Monday, January 11, 2010

9 Ways to Iterate Over a Directory in PHP

Recently, I bent over trying to optimize a straight file lookup in PHP. Like most things PHP, you have a wide variety of choices to iterate over a directory. This post goes over their respective efficiencies and implementations. The results presented here will vary depending on your host environment.


Problem Description:

The problem is to quickly match directory entries to a given string using PHP. The string in question is usually part of a file name or even a regular expression. Some of the code presented here does not allow regular expression matching, so take this comparison with a grain of salt. For the comparison itself, I am using the strpos function. This simply means that we will be looking for substrings of a filename, which is usually good enough when looking for a file, auto-completing a name...etc  


Approaches:
  1. Standard scan

    $dirp = opendir('.');
    if($dirp){
      $counter = 0;
      while(FALSE !== ($file = readdir($dirp))){
        if(FALSE !== strpos($file, $query)){
          $counter += 1;
          if($counter > $max_hits)
            break;
        }
      }
      closedir($dirp);
    } 
     
    Pros: Scales well
    This is the standard way of iterating over a directory.
    It uses little memory.
    This code is intuitive,

    Cons: It is awfully close to the metal.
    The fact that you need to close the directory handle is another inconvenience.

  2. The glob function:

    $files = glob("*$query*", GLOB_NOSORT);

    Pros: Very handy function that allows for compact code.

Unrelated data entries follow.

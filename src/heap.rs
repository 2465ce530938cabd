//! Kernel heap allocator.
//!
//! Backs `alloc::{Box, Vec, String, ...}` with a single linked-list free-list
//! region carved out of the kernel image's BSS. Thread counts, page tables
//! and the supplemental page table all come out of this heap; the physical
//! frame allocator ([`crate::mm::palloc`]) is a separate, page-granular pool
//! used for user/physical memory, not kernel metadata.

use core::alloc::{GlobalAlloc, Layout};
use core::sync::atomic::{AtomicBool, Ordering};
use linked_list_allocator::LockedHeap;
use spin::Mutex;

use crate::arch::x86_64::serial::serial_write;

#[repr(align(64))]
struct CacheAlignedArray([u8; HEAP_SIZE]);

static ALLOCATOR: LockedHeap = LockedHeap::empty();

const HEAP_SIZE: usize = 8 * 1024 * 1024;

pub const fn heap_total_size() -> usize {
    HEAP_SIZE
}

static HEAP_INIT_DONE: AtomicBool = AtomicBool::new(false);

pub struct HeapStats {
    total_allocations: usize,
    total_deallocations: usize,
    current_allocated: usize,
    peak_allocated: usize,
    allocation_failures: usize,
}

impl HeapStats {
    pub fn total_allocations(&self) -> usize { self.total_allocations }
    pub fn total_deallocations(&self) -> usize { self.total_deallocations }
    pub fn current_allocated(&self) -> usize { self.current_allocated }
    pub fn peak_allocated(&self) -> usize { self.peak_allocated }
    pub fn allocation_failures(&self) -> usize { self.allocation_failures }
}

static HEAP_STATS: Mutex<HeapStats> = Mutex::new(HeapStats {
    total_allocations: 0,
    total_deallocations: 0,
    current_allocated: 0,
    peak_allocated: 0,
    allocation_failures: 0,
});

/// Initialize the kernel heap. Must run once, after the serial console is up
/// and before any code that touches `alloc::` types.
pub fn init_heap() {
    if HEAP_INIT_DONE
        .compare_exchange(false, true, Ordering::SeqCst, Ordering::SeqCst)
        .is_ok()
    {
        unsafe {
            static mut HEAP_MEMORY: CacheAlignedArray = CacheAlignedArray([0; HEAP_SIZE]);
            let heap_arr_ptr = core::ptr::addr_of_mut!(HEAP_MEMORY);
            let heap_start = core::ptr::addr_of_mut!((*heap_arr_ptr).0) as *mut u8;
            ALLOCATOR.lock().init(heap_start, HEAP_SIZE);
        }
        serial_write(b"[heap] initialized 8 MiB kernel heap\n");
    }
}

struct StatsTrackingAllocator;

unsafe impl GlobalAlloc for StatsTrackingAllocator {
    unsafe fn alloc(&self, layout: Layout) -> *mut u8 {
        let ptr = ALLOCATOR.alloc(layout);
        let mut stats = HEAP_STATS.lock();
        if !ptr.is_null() {
            stats.total_allocations += 1;
            stats.current_allocated += layout.size();
            if stats.current_allocated > stats.peak_allocated {
                stats.peak_allocated = stats.current_allocated;
            }
        } else {
            stats.allocation_failures += 1;
        }
        ptr
    }

    unsafe fn dealloc(&self, ptr: *mut u8, layout: Layout) {
        let mut stats = HEAP_STATS.lock();
        stats.total_deallocations += 1;
        stats.current_allocated = stats.current_allocated.saturating_sub(layout.size());
        drop(stats);
        ALLOCATOR.dealloc(ptr, layout);
    }
}

#[global_allocator]
static GLOBAL_ALLOC: StatsTrackingAllocator = StatsTrackingAllocator;

#[alloc_error_handler]
fn alloc_error_handler(layout: Layout) -> ! {
    serial_write(b"[heap] allocation failure, size=\n");
    let _ = layout;
    loop {
        x86_64::instructions::hlt();
    }
}

pub fn get_heap_stats() -> HeapStats {
    let stats = HEAP_STATS.lock();
    HeapStats {
        total_allocations: stats.total_allocations,
        total_deallocations: stats.total_deallocations,
        current_allocated: stats.current_allocated,
        peak_allocated: stats.peak_allocated,
        allocation_failures: stats.allocation_failures,
    }
}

    Cons: It does not scale, therefore avoid for anything but toying around, or if you're absolutely certain that your directory contains few files.

  3. SPL GlobIterator:

    $iterator = new GlobIterator("*$query*", FilesystemIterator::KEY_AS_FILENAME);
    $counter = 0;
    foreach($iterator as $item){
      $counter += 1;
      if($counter > $max_hits)
        break;
    }
    

    Note: The GlobIterator class is a PHP 5.3.0 addition to the Standard PHP Library.
     
    Pros: Scales well. Convenient and efficient.
    The code is compact and readable.

    Cons: Forces a OO approach

  4. SPL DirectoryIterator:

    $iterator = new DirectoryIterator(".");
    $counter = 0;
    if($iterator){
      foreach($iterator as $item){
        if(FALSE !== strpos($item->getFilename(), $query)){
          $counter += 1;
          if($counter > $max_hits)
            break;
        }
      }
    }
    

    Note: This is the SPL scandir.
    This class was introduced earlier than GlobIterator.

    Pros: Scales well
    Besides being much more convenient to use than a regular scandir, it also gives access to individual files information, provides good caching, and is easier to modify.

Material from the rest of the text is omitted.